[INPUT DATA Boundary: Start]

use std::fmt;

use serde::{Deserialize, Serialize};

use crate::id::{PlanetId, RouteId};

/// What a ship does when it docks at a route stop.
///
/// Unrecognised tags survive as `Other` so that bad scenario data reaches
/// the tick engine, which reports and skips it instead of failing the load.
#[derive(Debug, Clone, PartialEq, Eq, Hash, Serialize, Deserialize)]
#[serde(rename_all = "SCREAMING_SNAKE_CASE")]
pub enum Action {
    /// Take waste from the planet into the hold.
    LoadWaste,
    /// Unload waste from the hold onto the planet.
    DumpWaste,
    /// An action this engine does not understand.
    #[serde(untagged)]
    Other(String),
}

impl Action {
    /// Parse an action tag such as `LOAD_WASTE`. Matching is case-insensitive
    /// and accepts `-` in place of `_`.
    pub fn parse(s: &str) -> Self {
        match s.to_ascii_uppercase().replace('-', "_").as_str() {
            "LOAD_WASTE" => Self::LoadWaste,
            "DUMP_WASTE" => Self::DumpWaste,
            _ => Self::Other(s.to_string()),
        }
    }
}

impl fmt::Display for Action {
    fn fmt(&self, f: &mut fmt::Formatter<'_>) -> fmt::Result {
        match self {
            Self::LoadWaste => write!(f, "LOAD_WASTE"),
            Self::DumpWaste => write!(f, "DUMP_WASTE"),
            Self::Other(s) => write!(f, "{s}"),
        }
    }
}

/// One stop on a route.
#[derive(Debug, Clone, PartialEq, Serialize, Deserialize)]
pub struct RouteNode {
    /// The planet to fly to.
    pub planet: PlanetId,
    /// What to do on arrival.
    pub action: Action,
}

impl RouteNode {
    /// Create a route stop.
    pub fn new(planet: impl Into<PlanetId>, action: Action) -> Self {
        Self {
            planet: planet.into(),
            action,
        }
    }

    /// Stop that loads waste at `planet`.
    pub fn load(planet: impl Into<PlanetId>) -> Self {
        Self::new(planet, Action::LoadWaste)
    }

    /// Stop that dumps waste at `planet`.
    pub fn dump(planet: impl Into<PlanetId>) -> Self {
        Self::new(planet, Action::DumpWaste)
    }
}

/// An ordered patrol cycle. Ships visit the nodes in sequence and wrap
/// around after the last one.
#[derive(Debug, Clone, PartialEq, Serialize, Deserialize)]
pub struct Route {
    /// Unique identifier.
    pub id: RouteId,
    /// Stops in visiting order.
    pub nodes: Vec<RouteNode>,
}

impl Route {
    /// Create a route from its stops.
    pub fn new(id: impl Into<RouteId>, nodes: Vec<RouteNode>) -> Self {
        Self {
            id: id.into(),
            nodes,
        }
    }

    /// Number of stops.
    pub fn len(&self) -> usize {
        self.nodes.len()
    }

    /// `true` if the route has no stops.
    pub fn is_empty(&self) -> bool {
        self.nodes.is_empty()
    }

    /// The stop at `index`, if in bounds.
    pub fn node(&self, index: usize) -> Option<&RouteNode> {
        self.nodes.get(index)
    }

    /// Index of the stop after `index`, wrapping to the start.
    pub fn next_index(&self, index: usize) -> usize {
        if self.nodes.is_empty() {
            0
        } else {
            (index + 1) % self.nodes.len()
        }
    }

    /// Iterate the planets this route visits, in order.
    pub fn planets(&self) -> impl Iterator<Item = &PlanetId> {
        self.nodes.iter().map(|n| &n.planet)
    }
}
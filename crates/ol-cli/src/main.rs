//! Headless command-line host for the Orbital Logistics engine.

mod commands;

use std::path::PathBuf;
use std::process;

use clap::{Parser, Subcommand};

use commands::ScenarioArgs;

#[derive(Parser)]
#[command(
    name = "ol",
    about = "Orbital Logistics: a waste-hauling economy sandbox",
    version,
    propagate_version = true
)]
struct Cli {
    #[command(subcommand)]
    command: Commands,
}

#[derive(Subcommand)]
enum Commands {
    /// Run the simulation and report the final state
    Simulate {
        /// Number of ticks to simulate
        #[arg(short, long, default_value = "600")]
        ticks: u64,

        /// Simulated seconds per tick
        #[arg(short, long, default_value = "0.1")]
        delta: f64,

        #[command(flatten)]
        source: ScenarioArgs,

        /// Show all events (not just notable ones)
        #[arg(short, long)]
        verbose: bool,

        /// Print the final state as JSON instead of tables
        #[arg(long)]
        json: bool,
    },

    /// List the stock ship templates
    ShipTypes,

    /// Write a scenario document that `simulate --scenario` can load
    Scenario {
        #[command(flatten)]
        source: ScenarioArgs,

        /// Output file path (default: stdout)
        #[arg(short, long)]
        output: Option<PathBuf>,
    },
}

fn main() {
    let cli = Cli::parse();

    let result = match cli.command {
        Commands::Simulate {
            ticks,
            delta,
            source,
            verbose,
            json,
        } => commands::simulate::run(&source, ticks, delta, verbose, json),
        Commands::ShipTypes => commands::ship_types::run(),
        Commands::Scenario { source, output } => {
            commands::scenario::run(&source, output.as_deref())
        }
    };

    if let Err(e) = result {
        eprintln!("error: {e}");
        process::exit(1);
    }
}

[INPUT DATA Boundary: End]

**TRY IT:**
Go over the entries above and tally the lines holding "Orbital"; please answer with the number alone.

**EXERCISE OUTPUT:**
2